British civil servant (1863–1941)

Sir James Henry Brooks (15 April 1863 - 13 October 1941) was a British civil servant in the Admiralty.

== Early life and education ==
Brooks was born in Kenwyn House, Seychelles, where his father, James Henry Brooks, was a doctor in Mahé. He was educated at Charterhouse School.

== Career ==
He joined the Admiralty as a higher division clerk in the Controller's Department in May 1883. In 1885 he was transferred to Portsmouth Dockyard, but returned to London nine months later in February 1886 as Private Secretary to the Junior Naval Lord and spent the rest of his career in Whitehall.

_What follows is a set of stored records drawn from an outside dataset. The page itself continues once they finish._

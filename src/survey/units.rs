// SPDX-License-Identifier: Apache-2.0
// Copyright 2026 the survnet-core contributors
//
// Licensed under the Apache License, Version 2.0 (the "License");
// you may not use this file except in compliance with the License.
// You may obtain a copy of the License at
//
//     http://www.apache.org/licenses/LICENSE-2.0
//
// Unless required by applicable law or agreed to in writing, software
// distributed under the License is distributed on an "AS IS" BASIS,
// WITHOUT WARRANTIES OR CONDITIONS OF ANY KIND, either express or implied.
// See the License for the specific language governing permissions and
// limitations under the License.

//! Unit conversions applied while parsing shot rows (`spec.md` §4.2).
//! Inclination conversion is split out as [`InclinationReading`] because a
//! depth-gauge reading isn't an angle until the kernel divides it by the
//! shot length (`spec.md` §4.3 step 5).

use super::format::{BearingUnit, DistanceUnit, InclinationUnit};
use crate::measurements::constants::FEET_IN_METER;

/// An inclination value as read off the instrument, before the kernel's
/// depth-gauge handling.
#[derive(Copy, Clone, PartialEq, Debug)]
pub enum InclinationReading {
    Degrees(f64),
    /// A depth-gauge delta (from minus to, positive = shallower), still in
    /// feet; not yet an angle.
    DepthDelta(f64),
}

/// Converts a length or passage-dimension reading to decimal feet.
pub fn distance_to_feet(value: f64, unit: DistanceUnit) -> f64 {
    match unit {
        DistanceUnit::DecimalFeet => value,
        DistanceUnit::Meters => value * FEET_IN_METER,
        DistanceUnit::FeetAndInches => feet_and_inches_to_feet(value),
    }
}

/// Converts a bearing reading to decimal degrees clockwise from north.
///
/// Quadrant bearings (`Q`) are assumed to already be recorded as a signed
/// decimal-degree azimuth by the time they reach this column — the format
/// only tags the recording convention, it doesn't change the column's
/// numeric shape — so `Q` and `D` both pass the value through unchanged.
pub fn bearing_to_degrees(value: f64, unit: BearingUnit) -> f64 {
    match unit {
        BearingUnit::Degrees | BearingUnit::Quadrant => value,
        BearingUnit::Grads => grads_to_degrees(value),
    }
}

/// Converts an inclination reading per its unit; depth-gauge readings are
/// returned unconverted for the kernel to resolve against shot length.
pub fn inclination_to_reading(value: f64, unit: InclinationUnit) -> InclinationReading {
    match unit {
        InclinationUnit::Degrees => InclinationReading::Degrees(value),
        InclinationUnit::PercentGrade => InclinationReading::Degrees((value / 100.0).atan().to_degrees()),
        InclinationUnit::DegreesAndMinutes => InclinationReading::Degrees(degrees_and_minutes_to_degrees(value)),
        InclinationUnit::Grads => InclinationReading::Degrees(grads_to_degrees(value)),
        InclinationUnit::DepthGauge => InclinationReading::DepthDelta(value),
    }
}

fn grads_to_degrees(value: f64) -> f64 {
    value * (360.0 / 400.0)
}

/// Decodes the `DDD.MM` integer+fraction convention: the whole part is
/// degrees, the fractional part (read as a two-digit number) is minutes.
fn degrees_and_minutes_to_degrees(value: f64) -> f64 {
    let sign = if value < 0.0 { -1.0 } else { 1.0 };
    let value = value.abs();
    let degrees = value.trunc();
    let minutes = (value.fract() * 100.0).round();
    sign * (degrees + minutes / 60.0)
}

/// Decodes the same `DDD.II` integer+fraction convention for feet+inches.
fn feet_and_inches_to_feet(value: f64) -> f64 {
    let sign = if value < 0.0 { -1.0 } else { 1.0 };
    let value = value.abs();
    let feet = value.trunc();
    let inches = (value.fract() * 100.0).round();
    sign * (feet + inches / 12.0)
}

#[cfg(test)]
mod tests {
    use super::*;

    #[test]
    fn meters_convert_to_feet() {
        let ft = distance_to_feet(1.0, DistanceUnit::Meters);
        assert!((ft - FEET_IN_METER).abs() < 1e-9);
    }

    #[test]
    fn feet_and_inches_decode() {
        let ft = distance_to_feet(5.06, DistanceUnit::FeetAndInches);
        assert!((ft - 5.5).abs() < 1e-9);
    }

    #[test]
    fn grads_convert_bearing() {
        assert!((bearing_to_degrees(400.0, BearingUnit::Grads) - 360.0).abs() < 1e-9);
    }

    #[test]
    fn percent_grade_converts_via_arctan() {
        let reading = inclination_to_reading(100.0, InclinationUnit::PercentGrade);
        match reading {
            InclinationReading::Degrees(d) => assert!((d - 45.0).abs() < 1e-9),
            _ => panic!("expected degrees"),
        }
    }

    #[test]
    fn degrees_and_minutes_decode() {
        let reading = inclination_to_reading(10.30, InclinationUnit::DegreesAndMinutes);
        match reading {
            InclinationReading::Degrees(d) => assert!((d - 10.5).abs() < 1e-9),
            _ => panic!("expected degrees"),
        }
    }

    #[test]
    fn depth_gauge_passes_through_unconverted() {
        let reading = inclination_to_reading(-10.0, InclinationUnit::DepthGauge);
        assert_eq!(reading, InclinationReading::DepthDelta(-10.0));
    }

    #[test]
    fn negative_degrees_and_minutes_decode() {
        let reading = inclination_to_reading(-10.30, InclinationUnit::DegreesAndMinutes);
        match reading {
            InclinationReading::Degrees(d) => assert!((d - (-10.5)).abs() < 1e-9),
            _ => panic!("expected degrees"),
        }
    }
}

He became Private Secretary to the Second Sea Lord in 1893, second-in-charge of the Legal and Naval Law Branch in January 1901, head of the Appointments Branch in 1906, and head of the Naval Branch of the Secretary's Department in 1907.

In 1911, he was appointed to the post of Director of Victualling, which he was to hold until his retirement in 1923. It was an unusual appointment, as Brooks had no previous service in the Victualling Department, but he proved himself successfully throughout the First World War. The Victualling Department provided food, clothing, cooking and messing equipment, toiletries, tobacco and books to the Royal Navy, and was thus vital to the successful operation of the fleet. The department's total budget during the war was approximately £45 million.

Brooks was appointed Companion of the Order of the Bath (CB) in the 1909 Birthday Honours and Knight Commander of the Order of the Bath (KCB) in the 1920 New Year War Honours. He was also awarded the American Navy Distinguished Service Medal for his war service.

== Death ==
He died in Wimborne, Dorset, aged 78.